Intitulada “Já decidiu sobre o parto? Influências e barreiras na decisão da via de nascimento entre gestantes”, a pesquisa ouviu 94 gestantes e puérperas e 37 profissionais de saúde em São Paulo e Belém, nas redes pública e privada. Na capital paulista, em 2024, 56,19% dos nascimentos foram por cesariana, alcançando 71,05% nos hospitais privados. Já na capital paraense essa taxa sobe para 69,28% dos nascimentos em geral e chega a 80,41% na rede particular. Ambas as cidades têm leis que dão direito à gestante de pedir pela cirurgia no momento do parto.

Entre os fatores identificados, aspectos econômicos e emocionais influenciam diretamente a decisão. No campo psicológico, a recuperação mais rápida aparece como incentivo ao parto normal, enquanto o medo da dor leva muitas mulheres à cesariana.

Esse receio se conecta ao contexto social. Relatos de familiares e outras mulheres, especialmente mães e avós, podem musar a percepção sobre o parto. A especialista em Saúde e Nutrição do Unicef no Brasil, Stephanie Amaral, avalia que essas experiências reforçam a ideia de que o parto normal é marcado por sofrimento. Segundo ela, muitos desses relatos envolvem situações de violência obstétrica, com intervenções desnecessárias e procedimentos realizados sem indicação adequada, o que contribui para consolidar esse imaginário negativo.

Entre usuárias do Sistema Único de Saúde, as experiências familiares ainda tendem a valorizar o parto normal por causa das dificuldades enfrentadas no pós-operatório da cesariana. Ainda assim, Stephanie Amaral afirma que essa percepção também reflete desigualdades sociais no acesso a cuidado adequado.

No sistema privado, a ausência de rede de apoio não aparece como fator relevante na escolha pela cesariana. Nesses casos, mulheres que optam pelo parto normal geralmente conhecem melhor seus benefícios, se preparam previamente e, muitas vezes, contratam equipes próprias para garantir uma experiência mais positiva.
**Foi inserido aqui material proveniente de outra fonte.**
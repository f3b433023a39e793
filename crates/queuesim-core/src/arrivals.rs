//! External arrival process.

use queuesim_routing::RandomStream;

/// Poisson arrival source: inter-arrival times are exponential with rate lambda.
#[derive(Debug, Clone, Copy)]
pub struct ArrivalSource {
    rate: f64,
}

impl ArrivalSource {
    pub fn new(rate: f64) -> Self {
        Self { rate }
    }

    pub fn rate(&self) -> f64 {
        self.rate
    }

    /// Draw a fresh inter-arrival gap. The caller turns it into an absolute
    /// time by adding the current clock.
    pub fn next_inter_arrival_time(&self, stream: &mut dyn RandomStream) -> f64 {
        stream.exponential(self.rate)
    }
}
/// End-to-end scenarios checked against known queueing results.
use queuesim_core::config::SimConfig;
use queuesim_core::metrics::{self, ReplicationSummary};
use queuesim_core::theory;

fn single_server(horizon: f64, lambda: f64, capacity: u32, mu: f64) -> SimConfig {
    SimConfig::new(horizon, lambda, vec![1.0], vec![capacity], vec![mu]).unwrap()
}

#[test]
fn test_light_load_single_server() {
    let config = single_server(1_000.0, 0.1, 1_000_000, 1.0);
    let results = queuesim_core::run_simulation(config).unwrap();

    assert!(
        (60..=140).contains(&results.total_requests),
        "total = {}",
        results.total_requests
    );
    assert_eq!(results.num_dropped, 0);
    assert!(results.end_time >= 1_000.0);

    let wait = results.mean_wait().unwrap();
    let sojourn = results.mean_sojourn().unwrap();
    assert!(wait >= 0.0);
    // Sojourn minus wait is the sample mean service time.
    assert!(
        (sojourn - wait - 1.0).abs() < 0.4,
        "wait = {}, sojourn = {}",
        wait,
        sojourn
    );
}

#[test]
fn test_single_slot_saturation_matches_erlang_loss() {
    let config = single_server(5_000.0, 10.0, 1, 1.0);
    let results = queuesim_core::run_simulation(config.clone()).unwrap();

    let expected = theory::mm1k(10.0, 1.0, 1).blocking_probability;
    let drop_rate = results.drop_rate.unwrap();
    assert!(
        (drop_rate - expected).abs() < 0.02,
        "drop rate {} vs {}",
        drop_rate,
        expected
    );
    // A single slot never holds a waiting job.
    assert_eq!(results.mean_wait_time, Some(0.0));
}

#[test]
fn test_finite_queue_sojourn_matches_mm1k() {
    let config = single_server(20_000.0, 0.5, 5, 1.0);
    let reference = theory::network_reference(&config);
    let results = queuesim_core::run_simulation(config).unwrap();

    let expected = reference.mean_sojourn_time.unwrap();
    let observed = results.mean_sojourn().unwrap();
    assert!(
        (observed - expected).abs() / expected < 0.1,
        "sojourn {} vs {}",
        observed,
        expected
    );
    let drop_rate = results.drop_rate.unwrap();
    assert!(
        (drop_rate - reference.drop_probability).abs() < 0.01,
        "drop rate {} vs {}",
        drop_rate,
        reference.drop_probability
    );
}

#[test]
fn test_split_network_matches_reference() {
    let config = SimConfig::new(
        20_000.0,
        2.0,
        vec![0.5, 0.5],
        vec![2, 2],
        vec![1.5, 1.5],
    )
    .unwrap();
    let reference = theory::network_reference(&config);
    let results = queuesim_core::run_simulation(config).unwrap();

    let drop_rate = results.drop_rate.unwrap();
    assert!(
        (drop_rate - reference.drop_probability).abs() < 0.02,
        "drop rate {} vs {}",
        drop_rate,
        reference.drop_probability
    );
    for (report, expected) in results.per_server.iter().zip(&reference.servers) {
        assert!(
            (report.utilization - expected.utilization).abs() < 0.03,
            "server {} utilization {} vs {}",
            report.id,
            report.utilization,
            expected.utilization
        );
    }
}

#[test]
fn test_tiny_rate_accepts_nothing() {
    let config = single_server(1.0, 1e-9, 1, 1.0);
    let results = queuesim_core::run_simulation(config).unwrap();

    assert_eq!(results.total_requests, 0);
    assert_eq!(results.num_dropped, 0);
    assert!(results.end_time > 1.0);
    assert_eq!(results.mean_wait_time, None);
    assert_eq!(results.mean_sojourn_time, None);
    assert!(results.mean_wait().is_err());

    let line = metrics::format_legacy_line(&results);
    assert!(line.starts_with("0 0 "));
    assert!(line.ends_with("undefined undefined"));
}

#[test]
fn test_replications_equal_sequential_runs() {
    let config = single_server(200.0, 0.9, 4, 1.0);
    let seeds = queuesim_core::replication_seeds(100, 6);
    assert_eq!(seeds, vec![100, 101, 102, 103, 104, 105]);

    let parallel = queuesim_core::run_replications(&config, &seeds).unwrap();
    assert_eq!(parallel.len(), seeds.len());
    for (seed, result) in seeds.iter().zip(&parallel) {
        let sequential =
            queuesim_core::run_simulation(config.clone().with_seed(*seed)).unwrap();
        assert_eq!(result, &sequential);
        assert_eq!(result.seed, *seed);
    }

    let summary = ReplicationSummary::from_runs(config.name(), &parallel);
    assert_eq!(summary.runs, 6);
    assert_eq!(summary.mean_sojourn_time.as_ref().unwrap().samples, 6);
    assert!(metrics::format_replication_table(&summary).contains("Replications (6)"));
}

#[test]
fn test_positional_arguments_drive_same_run() {
    let args = ["100", "2", "0.5", "0.5", "1.5", "3", "3", "1.0", "2.0"];
    let from_args = SimConfig::from_positional(&args[..]).unwrap();
    let built = SimConfig::new(100.0, 1.5, vec![0.5, 0.5], vec![3, 3], vec![1.0, 2.0]).unwrap();
    assert_eq!(
        queuesim_core::run_simulation(from_args).unwrap(),
        queuesim_core::run_simulation(built).unwrap()
    );
}

#[test]
fn test_config_file_round_trip_through_engine() {
    let path = std::env::temp_dir().join(format!("queuesim-scenario-{}.toml", std::process::id()));
    std::fs::write(
        &path,
        r#"
[simulation]
name = "from-file"
horizon = 50.0

[arrivals]
rate = 1.0

[[servers]]
routing_probability = 1.0
capacity = 2
service_rate = 2.0
"#,
    )
    .unwrap();

    let config = SimConfig::from_file(&path).unwrap();
    std::fs::remove_file(&path).ok();

    assert_eq!(config.name(), "from-file");
    assert_eq!(config.seed(), 42);
    let results = queuesim_core::run_simulation(config).unwrap();
    assert_eq!(results.name, "from-file");
    assert!(metrics::format_table(&results).contains("from-file Results"));
    let json = serde_json::to_string(&results).unwrap();
    assert!(json.contains("\"mean_sojourn_time\""));
}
Outro obstáculo, identificado apenas entre usuárias do Sistema Único de Saúde, é o desejo de realizar a laqueadura. Muitas gestantes optam pela cesariana para viabilizar o procedimento, mesmo cientes dos riscos. O estudo aponta que os serviços de saúde falham ao orientar sobre métodos contraceptivos de longa duração, como DIU e implante, além de não informarem adequadamente sobre a possibilidade de realizar a laqueadura após o parto normal ou fora da gestação.

O Unicef identificou fatores que incentivam ou dificultam a escolha pelo parto normal. Embora muitas mulheres busquem protagonismo e uma experiência positiva, o estudo conclui que condições sociais e estruturais ainda determinam como cada gestante vivencia e define a forma de nascimento.